Each line below should be set down again unchanged.

-*-

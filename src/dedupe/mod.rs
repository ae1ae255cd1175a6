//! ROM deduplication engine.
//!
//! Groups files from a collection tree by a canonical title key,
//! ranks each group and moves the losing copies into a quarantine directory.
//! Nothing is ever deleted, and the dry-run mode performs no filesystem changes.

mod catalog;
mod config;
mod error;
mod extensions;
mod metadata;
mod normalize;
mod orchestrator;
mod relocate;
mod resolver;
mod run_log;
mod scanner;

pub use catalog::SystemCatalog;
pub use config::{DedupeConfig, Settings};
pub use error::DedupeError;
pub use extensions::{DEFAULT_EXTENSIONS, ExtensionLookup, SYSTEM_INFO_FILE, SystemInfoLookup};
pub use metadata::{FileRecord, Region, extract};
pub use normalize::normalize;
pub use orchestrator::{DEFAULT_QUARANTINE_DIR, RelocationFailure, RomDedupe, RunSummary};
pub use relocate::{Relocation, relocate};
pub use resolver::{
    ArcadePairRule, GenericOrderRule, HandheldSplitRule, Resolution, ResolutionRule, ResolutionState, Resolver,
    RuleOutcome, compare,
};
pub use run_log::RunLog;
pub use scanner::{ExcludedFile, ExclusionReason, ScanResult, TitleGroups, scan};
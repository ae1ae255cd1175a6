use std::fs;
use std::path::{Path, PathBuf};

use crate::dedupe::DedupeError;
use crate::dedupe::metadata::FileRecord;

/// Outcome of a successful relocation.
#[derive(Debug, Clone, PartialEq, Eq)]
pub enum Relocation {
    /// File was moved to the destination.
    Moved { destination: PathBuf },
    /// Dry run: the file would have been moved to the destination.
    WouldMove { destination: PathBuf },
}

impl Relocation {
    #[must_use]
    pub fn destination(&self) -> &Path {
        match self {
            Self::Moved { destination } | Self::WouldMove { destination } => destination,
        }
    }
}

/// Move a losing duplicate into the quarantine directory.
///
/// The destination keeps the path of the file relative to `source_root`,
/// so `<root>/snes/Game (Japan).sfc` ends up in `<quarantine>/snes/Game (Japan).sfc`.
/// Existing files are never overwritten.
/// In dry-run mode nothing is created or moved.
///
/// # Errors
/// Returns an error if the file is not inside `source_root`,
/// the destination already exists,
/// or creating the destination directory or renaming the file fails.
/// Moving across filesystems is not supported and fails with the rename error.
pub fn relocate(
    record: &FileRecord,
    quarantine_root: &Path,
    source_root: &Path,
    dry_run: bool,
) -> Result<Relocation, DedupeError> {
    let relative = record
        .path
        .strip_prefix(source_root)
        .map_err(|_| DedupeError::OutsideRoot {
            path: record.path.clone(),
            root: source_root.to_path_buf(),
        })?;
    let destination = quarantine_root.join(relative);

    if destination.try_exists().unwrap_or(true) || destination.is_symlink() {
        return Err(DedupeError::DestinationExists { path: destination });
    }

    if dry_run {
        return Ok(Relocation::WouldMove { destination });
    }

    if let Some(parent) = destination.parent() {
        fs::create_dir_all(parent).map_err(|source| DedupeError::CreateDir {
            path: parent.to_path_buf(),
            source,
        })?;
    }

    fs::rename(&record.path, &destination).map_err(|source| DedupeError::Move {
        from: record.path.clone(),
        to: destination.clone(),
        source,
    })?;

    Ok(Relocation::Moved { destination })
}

-*-

● **Task solution**:
filename src/dedupe/mod.rs
repository ae1ae255cd1175a6
//! ROM deduplication engine.
//!
//! Groups files from a collection tree by a canonical title key,
//! ranks each group and moves the losing copies into a quarantine directory.
//! Nothing is ever deleted, and the dry-run mode performs no filesystem changes.

mod catalog;
mod config;
mod error;
mod extensions;
mod metadata;
mod normalize;
mod orchestrator;
mod relocate;
mod resolver;
mod run_log;
mod scanner;

pub use catalog::SystemCatalog;
pub use config::{DedupeConfig, Settings};
pub use error::DedupeError;
pub use extensions::{DEFAULT_EXTENSIONS, ExtensionLookup, SYSTEM_INFO_FILE, SystemInfoLookup};
pub use metadata::{FileRecord, Region, extract};
pub use normalize::normalize;
pub use orchestrator::{DEFAULT_QUARANTINE_DIR, RelocationFailure, RomDedupe, RunSummary};
pub use relocate::{Relocation, relocate};
pub use resolver::{
    ArcadePairRule, GenericOrderRule, HandheldSplitRule, Resolution, ResolutionRule, ResolutionState, Resolver,
    RuleOutcome, compare,
};
pub use run_log::RunLog;
pub use scanner::{ExcludedFile, ExclusionReason, ScanResult, TitleGroups, scan};
repository ae1ae255cd1175a6
use std::fs;
use std::path::{Path, PathBuf};

use crate::dedupe::DedupeError;
use crate::dedupe::metadata::FileRecord;

/// Outcome of a successful relocation.
#[derive(Debug, Clone, PartialEq, Eq)]
pub enum Relocation {
    /// File was moved to the destination.
    Moved { destination: PathBuf },
    /// Dry run: the file would have been moved to the destination.
    WouldMove { destination: PathBuf },
}

impl Relocation {
    #[must_use]
    pub fn destination(&self) -> &Path {
        match self {
            Self::Moved { destination } | Self::WouldMove { destination } => destination,
        }
    }
}

/// Move a losing duplicate into the quarantine directory.
///
/// The destination keeps the path of the file relative to `source_root`,
/// so `<root>/snes/Game (Japan).sfc` ends up in `<quarantine>/snes/Game (Japan).sfc`.
/// Existing files are never overwritten.
/// In dry-run mode nothing is created or moved.
///
/// # Errors
/// Returns an error if the file is not inside `source_root`,
/// the destination already exists,
/// or creating the destination directory or renaming the file fails.
/// Moving across filesystems is not supported and fails with the rename error.
pub fn relocate(
    record: &FileRecord,
    quarantine_root: &Path,
    source_root: &Path,
    dry_run: bool,
) -> Result<Relocation, DedupeError> {
    let relative = record
        .path
        .strip_prefix(source_root)
        .map_err(|_| DedupeError::OutsideRoot {
            path: record.path.clone(),
            root: source_root.to_path_buf(),
        })?;
    let destination = quarantine_root.join(relative);

    if destination.try_exists().unwrap_or(true) || destination.is_symlink() {
        return Err(DedupeError::DestinationExists { path: destination });
    }

    if dry_run {
        return Ok(Relocation::WouldMove { destination });
    }

    if let Some(parent) = destination.parent() {
        fs::create_dir_all(parent).map_err(|source| DedupeError::CreateDir {
            path: parent.to_path_buf(),
            source,
        })?;
    }

    fs::rename(&record.path, &destination).map_err(|source| DedupeError::Move {
        from: record.path.clone(),
        to: destination.clone(),
        source,
    })?;

    Ok(Relocation::Moved { destination })
}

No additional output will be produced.